Dianam tenerae dicite virgines

Intonsum pueri dicite Cynthium [9] .

Horat[ius] l. 1 Od[arum] 21

J’avoue que je ne suis pas infatué de mes cheveux, mais pourtant il me facheroit fort d’etre une tete pelée, et cela etant j’ay dit plus qu’on ne penseroit d’abord quand j’ay preferé ma curiosité à ma chevelure. Comme je n’ayme pas les cheveux qu’on achete à beaux deniers contans [10] et que d’ailleurs il me seroit impossible d’aller tete nuë par quelque tems qu’il fit, je ne me deferois pas volontiers de ce qui m’empeche d’etre chauve. Si j’avois la constance d’un Cæsar qui marchoit la tete decouverte aussi bien par le soleil comme par la pluye

Tum vertice nudo

Excipere insanos imbres cœlique ruinam [11] ,

ce seroit un autre affaire*. Mais Monsieur n’admirerez vous pas mes egaremens ? Auriez vous jamais pensé en commenceant de lire cette lettre que je vous y ferois un grand regal de la chevelure de Berenice, de celle d’Absalon et de celle de Phœbus. Moy meme je n’aurois jamais cru que je donnerois *, et qui* m’en auroit juré encore eussai je bien eu de la peine à m’imaginer que les cheveux me serviroient de lieu commun. Si je voulois le pousser j’aurois bien de choses à dire quand je ne commencerois qu’à Samson [12] et que je ne poursuivrois que jusques à Clodion le chevelu [13] mais il ne faut pas vous empetrer dans une matiere si desagreable. Vous savez qu’il y a de gens de la plus haute volée comme vous diriés[,] papes ou empereurs[,] qui ont pery par le moyen d’un brin de cheveu, jugés à quel peril je ne vous exposerois pas si je vous etallois 2 ou 3 feuilles. On dit que les universitez de Hollande en ont eté longtems divisées sur le sujet des chevelures et que les presses ne rouloient que pour cela. Mr de Saumaise qui se meloit de tout, tira aussi son coup de pistolet et fit imprimer 2 ou 3 volumes De coma [14]. Avant que de finir je vous avertis Monsieur que quand j’ecris une lettre je suis semblable à cette republique de Hollande qui avoit pris pour devise un vaisseau exposé à toutes sortes de vens avec ce mot incertum quo fata ferent [15]. Cela veut dire que je n’ay rien de pret et que je paye de la premiere chose que mon imagination me presente, et ainsi Monsieur vous vous etonnerez moins de voir si peu de justesse, et tant d’irregularité dans mon stile.

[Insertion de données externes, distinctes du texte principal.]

//! Newton-CG training for neural network classifiers
//!
//! A subsampled Gauss-Newton optimizer: each outer iteration solves the damped
//! Gauss-Newton system `(G + λI) s = -g` with conjugate gradients, where every
//! product `G·v` is evaluated matrix-free on a random subsample through two
//! reverse-mode passes of the in-crate [autodiff] tape. A backtracking line search
//! on the full batch picks the step length, and the damping `λ` follows the
//! ratio of actual to predicted reduction.
//!
//! Loss, gradient and Gauss-Newton products are accumulated chunk by chunk so
//! results are exact regardless of the chunk size.

/// Optimizer components: minibatch accumulation, the CG sub-solver and the outer loop
pub mod algorithms;
/// Reverse-mode differentiation on 2-D tensors, with differentiable gradients
pub mod autodiff;
/// Entry points for training from a settings file
pub mod entrypoints;
/// Error type of the numerical core
pub mod error;
/// Logging setup
pub mod logger;
/// Model interface and the reference multilayer perceptron
pub mod model;
/// Data, settings, output and the numerical building blocks
pub mod routines;

pub use crate::entrypoints::{fit, start};

/// A collection of commonly used items
pub mod prelude {
    pub use crate::algorithms::{Accumulator, CgStop, Mode, NewtonCG};
    pub use crate::autodiff::{Tape, Var};
    pub use crate::entrypoints::{fit, start};
    pub use crate::error::NewtonError;
    pub use crate::model::{Activation, Forward, Mlp, Model};
    pub use crate::routines::checkpoint::{Checkpoint, JsonCheckpoint, NoCheckpoint};
    pub use crate::routines::data::{read_csv, Dataset};
    pub use crate::routines::evaluation::{predict, Prediction};
    pub use crate::routines::operators::{gauss_newton_vec, r_operator};
    pub use crate::routines::output::{FitResult, IterationLog, NewtonIteration, Status};
    pub use crate::routines::settings::{read_settings, NewtonConfig, Settings};
    pub use crate::routines::vectorize::{inverse_vectorize, vectorize};
}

S’il s’agissoit de vous rendre mon obeissance j’y apporterois incomparablement plus d’exactitude puis que je suis sans reserve votre tres humble etc

le 17 octobre 1672

Notes :

[1C’est-à-dire, Céligny.

[2Ces lettres ne nous sont pas parvenues.

[3Sur la santé de Minutoli, voir Lettre 23.

[4Voir Pétrone, Satiricon, ciii : « l’ultime recours des naufragés ». Ces mots appartiennent à un fragment qui se trouve dans un manuscrit du Satiricon découvert en 1650 à Trau en Dalmatie. Ce manuscrit fut publié séparément à Padoue en 1664 et à Amsterdam (Amstelodami 1669-1671, 8 o, 2 vol.). Dans cette dernière édition, qui fut la première complète, il est joint aux autres extraits de Pétrone.

[5Bayle fera allusion à cette reine, fille de Ptolémée Philadelphe et femme de Ptolémée Evergetes dans le DHC, dernier des articles « Bérénice », rem. H(33). Il renverra alors à Hygin, Astronomie, ii.xxiv, mais ici sa source est sans doute Catulle, Poésies, lxvi.9-12.

[6Esculape, dieu de la médecine, chargé de guérir Minutoli.

[7Sur la révolte d’ Absalom contre son père, le roi David, voir 2 S xv-xviii, et surtout xviii.9-17.

[8La plaisanterie roule sur le sens littéral (pesant, d’un grand poids) : « les choses les plus pesantes », et le sens imagé (gênant, insupportable) de l’adjectif : « il n’y avait rien de plus encombrant que sa femme ». A cause de sa connaissance du latin, de l’occitan et du français, Bayle lisait sans peine l’espagnol, langue dont l’orthographe était encore assez flottante au dix-septième siècle.

[9Voir Horace, Odes, i.xxi.1-2 : « Chantez Diane, jeunes vierges ; chantez, jeunes garçons, le dieu du Cynthe [c’est-à-dire, Apollon, que Bayle appelle plus loin Phœbus] dont les cheveux n’ont jamais été coupés. »

[10On sait qu’au dix-septième siècle les hommes des milieux aisés portaient des perruques quand leur chevelure naturelle se faisait rare.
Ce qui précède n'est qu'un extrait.